Some trustees at the Toronto District School Board are calling for greater transparency and accountability in the wake of revelations that their chair was investigated for spending during his tenure as a school principal.

But the internal probe into Chris Bolton – revealed by The Globe and Mail – has also deepened the divide within the splintered school board, with some trustees saying they should not be kept in the dark and others staunchly defending their chair.

TDSB staff investigated donations intended for a Toronto elementary school that Mr. Bolton directed to his own charity before he was elected a trustee in 2003, according to internal reports obtained by The Globe. The reviews raise questions about Mr. Bolton's dual roles more than a decade ago as a school principal and, according to one report, the "alter ego" of his charity.

None of the reports was shown to trustees. A TDSB spokeswoman said on Thursday that the file was closed in 2005 but declined to comment further on a "legal and personnel matter."

Trustee Cathy Dandy said it's not enough to create good accountability policies if elected officials are not prepared to uphold them. Ms. Dandy said she was surprised to learn that the chair at the time, Sheila Ward, did not share a report done in 2005 because she felt there was no proof of wrongdoing.

"As far as I'm concerned, if the chair has it, we should have it," Ms. Dandy said. "They're not the boss; they're simply the facilitator."

Sheila Cary-Meagher, a longtime trustee and a defender of Mr. Bolton, disagreed, saying it is up to staff and the chair to determine if it violates board practice. If there is such a determination, it would be shared with trustees, she said. "If it had been a bad thing, then it should have come to the board," she said. "It was not determined to be bad."

Mr. Bolton also took to the airwaves on Thursday to defend his time as principal of Ryerson Community School. "There was nothing untoward about it," he said in an interview with Newstalk 1010.

The investigators' findings are summarized in a 2005 letter, sent to Mr. Bolton, that accuse him of a breach of fiduciary duty and lay out a series of allegations that include "misappropriation of funds."

Among the findings, Mr. Bolton directed to his charity, Friends of Community Schools, a $50,000 grant that Ryerson received from the Atkinson Foundation, money that was to be used exclusively for the benefit of the school.

The TDSB, with the help of two law firms retained by it, spent four years reviewing the matter but was unable to determine how the proceeds were dispersed. Mr. Bolton told The Globe it was "none of their business" because the donations were made to his charity in trust for Ryerson.

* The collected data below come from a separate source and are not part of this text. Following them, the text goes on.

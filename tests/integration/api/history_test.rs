//! Chat history API integration tests

use crate::assert_status;
use crate::common::auth_helpers::create_test_user;
use crate::common::server::TestServer;
use callrelay::backend::relay::HistoryStore;
use callrelay::shared::RelayMessage;
use serde_json::Value;

#[tokio::test]
async fn test_history_requires_with_user() {
    let server = TestServer::spawn().await;
    let alice = create_test_user(&server.state.pool, "alice").await;

    let response = server
        .http
        .get(server.url("/api/chat/history"))
        .bearer_auth(&alice.token)
        .send()
        .await
        .unwrap();
    assert_status!(response, 400);
}

#[tokio::test]
async fn test_history_accepts_query_token() {
    let server = TestServer::spawn().await;
    let alice = create_test_user(&server.state.pool, "alice").await;
    let bob = create_test_user(&server.state.pool, "bob").await;

    for (from, to, text) in [(&alice, &bob, "first"), (&bob, &alice, "second")] {
        server
            .state
            .history
            .append(&RelayMessage::new(
                from.identity.clone(),
                to.identity.clone(),
                text,
            ))
            .await
            .unwrap();
    }

    let response = server
        .http
        .get(server.url(&format!(
            "/api/chat/history?with_user={}&token={}",
            bob.identity, alice.token
        )))
        .send()
        .await
        .unwrap();
    assert_status!(response, 200);

    let body: Value = response.json().await.unwrap();
    let messages = body["messages"].as_array().unwrap();
    let texts: Vec<&str> = messages.iter().map(|m| m["text"].as_str().unwrap()).collect();
    assert_eq!(texts, vec!["first", "second"]);
    assert_eq!(messages[0]["sender_id"], alice.identity.as_str());
    assert_eq!(messages[0]["receiver_id"], bob.identity.as_str());
    assert!(messages[0]["id"].as_i64().unwrap() < messages[1]["id"].as_i64().unwrap());
}
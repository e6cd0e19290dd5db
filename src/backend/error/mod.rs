//! Backend Error Module
//!
//! Error types specific to the backend server. These are used by HTTP
//! handlers, by the relay's collaborator traits, and at WebSocket admission.
//!
//! # Module Structure
//!
//! ```text
//! error/
//! ├── mod.rs        - Module exports and documentation
//! ├── types.rs      - Error type definitions
//! └── conversion.rs - IntoResponse implementation
//! ```
//!
//! # Error Types
//!
//! - `BackendError` - Everything a handler or store can fail with
//! - `AuthFailure` - Why a session token was not accepted
//!
//! # HTTP Response Conversion
//!
//! `BackendError` implements `IntoResponse`, so handlers can return it
//! directly. The body is `{"error": "...", "status": <code>}`.

/// Error type definitions
pub mod types;

/// Error conversion implementations
pub mod conversion;

// Re-export commonly used types
pub use types::{AuthFailure, BackendError};
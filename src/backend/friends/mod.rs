//! Friends Module
//!
//! The friend graph: HTTP endpoints that write it and the
//! `RelationshipGraph` implementation the relay reads it through.
//!
//! # Module Structure
//!
//! ```text
//! friends/
//! ├── mod.rs       - Module exports and documentation
//! ├── db.rs        - Database operations and SqlRelationshipGraph
//! └── handlers.rs  - List / add / remove endpoints
//! ```
//!
//! # Symmetry
//!
//! A friendship is one row, stored in whichever direction it was created.
//! Every read treats the row as undirected.

/// Database operations
pub mod db;

/// HTTP handlers
pub mod handlers;

pub use db::SqlRelationshipGraph;
pub use handlers::{add_friend, list_friends, remove_friend};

Mr. Bolton also said he did not receive the 2005 letter from law firm Keel Cottrelle, even though it was sent to his home by registered mail.

The letter says Ryerson has "nothing to show" for $8,000 of the Atkinson proceeds. The funding was for a book commemorating the school's 125th anniversary. But the book was never written and the money, intended for disadvantaged students, was never recovered, the documents show.

In the letter addressed to Mr. Bolton, the law firm asks him to repay the $8,000 to the TDSB.

"The TDSB has grave concerns that this grant has been fundamentally misadministered," according to the letter.

Mr. Bolton acknowledged to The Globe that the book was never produced. After a "series of communications back and forth," with the would-be author, he said, the proceeds were designated as a "bad debt."

"The lady involved was an education assistant, and there did not seem to be any way of recovering the funds," he said.

In a letter to the Atkinson Foundation in 2001, Mr. Bolton says the book will be a "hard copy record" of Ryerson's history and its place in the community. Mr. Bolton declined to give the foundation a formal report on how the award was used, said executive director Colette Murphy.